For all standard modes, AES isn't secure at all if you reveal the key; even if you keep the IV hidden.

Exactly how this works out varies between modes; for CBC mode, the attacker will be able to decrypt the entire text except for the first block (well, last block because of your reversing the file), even if you didn't give him an IV. The same goes for CFB mode.

As for OFB and CTR modes, the 'IV update' function is reversible and independent of the message; hence revealing any intermediate IV will allow the attacker to decrypt the entire message.

What you want is unusual (at least, I never heard of the requirement before), and it's not surprising the existing modes can't handle it.

One idea which might work out is a varient of OFB mode using SHA-256 (for example), that is:

$IV_{i} = SHA256(IV_{i-1})$

$C_i = P_i \oplus upper128(IV_i)$

where $P_i$, $C_i$ are the i-th plaintext and ciphertext blocks (128 bits), and $upper128$ extracts 128 bits of its input.

The idea is:

• The IV update function is noninvertible, hence the attacker does not have immediate access to previous states

• Even if the attacker has a guess for the previous plaintext block, he cannot validate it.

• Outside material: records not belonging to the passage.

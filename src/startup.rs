//! Startup checks
//!
//! Idempotent one-time normalization run from `main` before serving:
//! create the target directories, verify the beets config template
//! exists, and normalize music directory ownership.

use std::io;
use std::path::PathBuf;

use thiserror::Error;
use tracing::{info, warn};

use crate::config::Config;

/// Startup check failures (fatal to serving).
#[derive(Debug, Error)]
pub enum StartupError {
    #[error("beets config template does not exist: {0}")]
    MissingBeetsTemplate(PathBuf),

    #[error("IO error: {0}")]
    Io(#[from] io::Error),
}

/// Run all startup checks. Safe to run on every restart.
pub fn run_checks(config: &Config) -> Result<(), StartupError> {
    ensure_dirs(config)?;

    if !config.beets.config_template.exists() {
        return Err(StartupError::MissingBeetsTemplate(
            config.beets.config_template.clone(),
        ));
    }

    // Top level only; extracted trees are re-owned per import. The tagger
    // needs write access here to move files into the library.
    if let Some(run_as) = config.beets.run_as {
        match std::os::unix::fs::chown(&config.music_dir, Some(run_as.uid), Some(run_as.gid)) {
            Ok(()) => info!(
                path = %config.music_dir.display(),
                uid = run_as.uid,
                gid = run_as.gid,
                "music directory ownership normalized"
            ),
            Err(err) => warn!(
                path = %config.music_dir.display(),
                error = %err,
                "could not change music directory ownership"
            ),
        }
    }

    Ok(())
}

/// Create every configured target directory that is missing.
pub fn ensure_dirs(config: &Config) -> io::Result<()> {
    for dir in [
        &config.music_dir,
        &config.books_dir,
        &config.inbox_dir,
        &config.beets.data_dir,
    ] {
        std::fs::create_dir_all(dir)?;
    }
    if let Some(parent) = config.snippets_file.parent() {
        std::fs::create_dir_all(parent)?;
    }
    Ok(())
}
//! Upload workflows
//!
//! A request declares one of four fixed workflows; the dispatcher runs
//! exactly one of them to completion. Workflows are independent and
//! stateless across requests; the filesystem is the only shared state.

pub mod files;
pub mod music;
pub mod text;

use axum::body::Bytes;
use thiserror::Error;

use crate::config::Config;

/// The closed set of upload workflows.
#[derive(Debug, Clone, Copy, PartialEq, Eq)]
pub enum Workflow {
    Music,
    Books,
    Inbox,
    Text,
}

impl Workflow {
    /// Parse the form's workflow tag. Unknown tags are rejected before
    /// any filesystem mutation.
    pub fn from_tag(tag: &str) -> Option<Self> {
        match tag {
            "music" => Some(Workflow::Music),
            "books" => Some(Workflow::Books),
            "inbox" => Some(Workflow::Inbox),
            "text" => Some(Workflow::Text),
            _ => None,
        }
    }

    pub fn as_str(&self) -> &'static str {
        match self {
            Workflow::Music => "music",
            Workflow::Books => "books",
            Workflow::Inbox => "inbox",
            Workflow::Text => "text",
        }
    }
}

/// Payload routed to a workflow: a file upload or a text snippet.
#[derive(Debug)]
pub enum Payload {
    File { filename: String, data: Bytes },
    Text(String),
}

/// Workflow result reported to the caller.
#[derive(Debug)]
pub enum Outcome {
    /// Everything succeeded.
    Success(String),
    /// The import succeeded but a non-essential follow-up (the library
    /// rescan) failed; files are in place.
    Partial(String),
}

impl Outcome {
    pub fn message(&self) -> &str {
        match self {
            Outcome::Success(msg) | Outcome::Partial(msg) => msg,
        }
    }

    pub fn into_message(self) -> String {
        match self {
            Outcome::Success(msg) | Outcome::Partial(msg) => msg,
        }
    }

    pub fn is_partial(&self) -> bool {
        matches!(self, Outcome::Partial(_))
    }
}

/// Workflow failures, mapped to HTTP status by the upload handler.
#[derive(Debug, Error)]
pub enum WorkflowError {
    /// Invalid payload for the chosen workflow (400). Raised before any
    /// filesystem mutation.
    #[error("{0}")]
    Validation(String),

    /// External tool or service failure (500), with captured diagnostics.
    #[error("{0}")]
    Tool(String),

    /// Filesystem failure (500).
    #[error("IO error: {0}")]
    Io(#[from] std::io::Error),

    /// Internal task failure (500).
    #[error("Internal error: {0}")]
    Internal(String),
}

/// Route a payload to its workflow. Exactly one handler runs.
pub async fn dispatch(
    config: &Config,
    workflow: Workflow,
    payload: Payload,
) -> Result<Outcome, WorkflowError> {
    match (workflow, payload) {
        (Workflow::Text, Payload::Text(snippet)) => text::append_snippet(config, &snippet).await,
        (Workflow::Music, Payload::File { filename, data }) => {
            music::import(config, &filename, data).await
        }
        (Workflow::Books, Payload::File { filename, data }) => {
            files::store_book(config, &filename, data).await
        }
        (Workflow::Inbox, Payload::File { filename, data }) => {
            files::store_inbox(config, &filename, data).await
        }
        (Workflow::Text, Payload::File { .. }) => {
            Err(WorkflowError::Validation("No text provided.".into()))
        }
        (_, Payload::Text(_)) => Err(WorkflowError::Validation("No file provided.".into())),
    }
}

#[cfg(test)]
mod tests {
    use super::*;

    #[test]
    fn known_tags_parse() {
        assert_eq!(Workflow::from_tag("music"), Some(Workflow::Music));
        assert_eq!(Workflow::from_tag("books"), Some(Workflow::Books));
        assert_eq!(Workflow::from_tag("inbox"), Some(Workflow::Inbox));
        assert_eq!(Workflow::from_tag("text"), Some(Workflow::Text));
    }

    #[test]
    fn unknown_tags_rejected() {
        assert_eq!(Workflow::from_tag(""), None);
        assert_eq!(Workflow::from_tag("Music"), None);
        assert_eq!(Workflow::from_tag("videos"), None);
        assert_eq!(Workflow::from_tag(" music"), None);
    }

    #[test]
    fn tag_round_trips() {
        for tag in ["music", "books", "inbox", "text"] {
            assert_eq!(Workflow::from_tag(tag).unwrap().as_str(), tag);
        }
    }
}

That is, if he is given $IV_i$, knows $C_{i-1}$ and has a guess for $P_{i-1}$, he can't determine if his guess is correct; that guess tells him what 128 bits of $IV_{i-1}$ would be, but $IV_{i-1}$ has 128 bits he isn't given, and that's too much to search over).

Now, this is nonstandard, nonvetted and slow compared to AES-based transforms. However, it might address the problem you're looking at.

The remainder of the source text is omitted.